#### Activity:
Wherever the string "Serialize" occurs in a line of these records, report that line.

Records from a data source

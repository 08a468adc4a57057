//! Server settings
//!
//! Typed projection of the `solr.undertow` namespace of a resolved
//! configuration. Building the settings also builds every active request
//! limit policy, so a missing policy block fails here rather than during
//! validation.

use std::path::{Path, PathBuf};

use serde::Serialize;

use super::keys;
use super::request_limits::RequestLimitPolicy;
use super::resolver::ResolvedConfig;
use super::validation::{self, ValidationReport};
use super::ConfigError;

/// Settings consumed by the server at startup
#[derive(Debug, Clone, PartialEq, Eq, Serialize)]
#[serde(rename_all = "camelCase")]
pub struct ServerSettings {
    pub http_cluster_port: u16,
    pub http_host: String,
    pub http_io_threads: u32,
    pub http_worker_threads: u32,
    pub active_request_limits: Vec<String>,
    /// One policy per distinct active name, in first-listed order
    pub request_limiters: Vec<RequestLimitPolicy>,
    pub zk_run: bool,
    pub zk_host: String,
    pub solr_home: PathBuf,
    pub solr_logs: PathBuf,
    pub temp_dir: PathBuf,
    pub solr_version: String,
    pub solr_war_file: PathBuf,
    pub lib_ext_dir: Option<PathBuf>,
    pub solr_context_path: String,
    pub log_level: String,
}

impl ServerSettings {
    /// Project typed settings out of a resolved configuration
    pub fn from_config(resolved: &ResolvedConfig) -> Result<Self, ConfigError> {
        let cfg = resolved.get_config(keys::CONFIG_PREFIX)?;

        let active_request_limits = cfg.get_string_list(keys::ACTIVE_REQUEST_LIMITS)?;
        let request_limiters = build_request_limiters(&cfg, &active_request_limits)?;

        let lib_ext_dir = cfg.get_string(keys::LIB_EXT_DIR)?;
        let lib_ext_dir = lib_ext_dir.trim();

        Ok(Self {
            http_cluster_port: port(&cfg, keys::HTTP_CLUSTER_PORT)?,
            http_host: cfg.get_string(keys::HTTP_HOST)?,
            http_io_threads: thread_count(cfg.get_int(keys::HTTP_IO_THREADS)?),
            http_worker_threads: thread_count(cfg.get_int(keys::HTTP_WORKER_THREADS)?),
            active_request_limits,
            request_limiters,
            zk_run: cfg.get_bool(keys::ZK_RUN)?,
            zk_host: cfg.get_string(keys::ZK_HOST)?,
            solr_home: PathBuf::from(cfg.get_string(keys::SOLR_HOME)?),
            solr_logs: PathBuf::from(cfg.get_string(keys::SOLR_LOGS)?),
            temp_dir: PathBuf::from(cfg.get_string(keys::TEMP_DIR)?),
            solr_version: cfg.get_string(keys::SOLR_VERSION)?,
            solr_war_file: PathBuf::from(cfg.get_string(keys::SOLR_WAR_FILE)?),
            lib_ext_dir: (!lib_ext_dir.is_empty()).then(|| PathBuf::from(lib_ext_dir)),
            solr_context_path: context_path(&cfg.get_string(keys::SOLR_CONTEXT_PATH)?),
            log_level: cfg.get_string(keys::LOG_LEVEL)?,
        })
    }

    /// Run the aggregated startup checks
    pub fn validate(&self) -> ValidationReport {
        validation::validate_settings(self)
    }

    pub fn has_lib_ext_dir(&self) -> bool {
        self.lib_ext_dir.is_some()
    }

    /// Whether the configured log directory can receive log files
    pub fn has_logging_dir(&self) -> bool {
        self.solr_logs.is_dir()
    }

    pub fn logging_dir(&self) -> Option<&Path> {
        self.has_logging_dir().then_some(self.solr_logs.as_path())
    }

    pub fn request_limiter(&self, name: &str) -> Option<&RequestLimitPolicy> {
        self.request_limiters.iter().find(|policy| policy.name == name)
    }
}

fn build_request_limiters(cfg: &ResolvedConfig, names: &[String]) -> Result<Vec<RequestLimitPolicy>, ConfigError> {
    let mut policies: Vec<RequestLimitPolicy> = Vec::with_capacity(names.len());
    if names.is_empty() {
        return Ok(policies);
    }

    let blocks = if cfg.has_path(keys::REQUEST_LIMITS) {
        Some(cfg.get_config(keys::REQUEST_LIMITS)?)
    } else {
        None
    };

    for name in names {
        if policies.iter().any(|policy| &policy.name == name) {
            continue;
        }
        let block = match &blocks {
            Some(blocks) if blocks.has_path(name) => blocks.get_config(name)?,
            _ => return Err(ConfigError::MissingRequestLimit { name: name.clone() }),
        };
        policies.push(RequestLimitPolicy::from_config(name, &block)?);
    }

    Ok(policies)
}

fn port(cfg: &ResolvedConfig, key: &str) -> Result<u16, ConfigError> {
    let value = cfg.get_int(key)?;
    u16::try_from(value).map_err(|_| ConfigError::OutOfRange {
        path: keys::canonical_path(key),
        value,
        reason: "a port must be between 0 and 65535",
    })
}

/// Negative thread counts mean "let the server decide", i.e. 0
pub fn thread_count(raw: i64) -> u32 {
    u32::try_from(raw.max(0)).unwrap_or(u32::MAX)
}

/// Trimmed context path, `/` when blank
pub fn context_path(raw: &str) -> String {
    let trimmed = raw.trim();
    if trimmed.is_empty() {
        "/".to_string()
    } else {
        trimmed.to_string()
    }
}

#### Result of the task:
use serde::Serialize;
#[derive(Debug, Clone, PartialEq, Eq, Serialize)]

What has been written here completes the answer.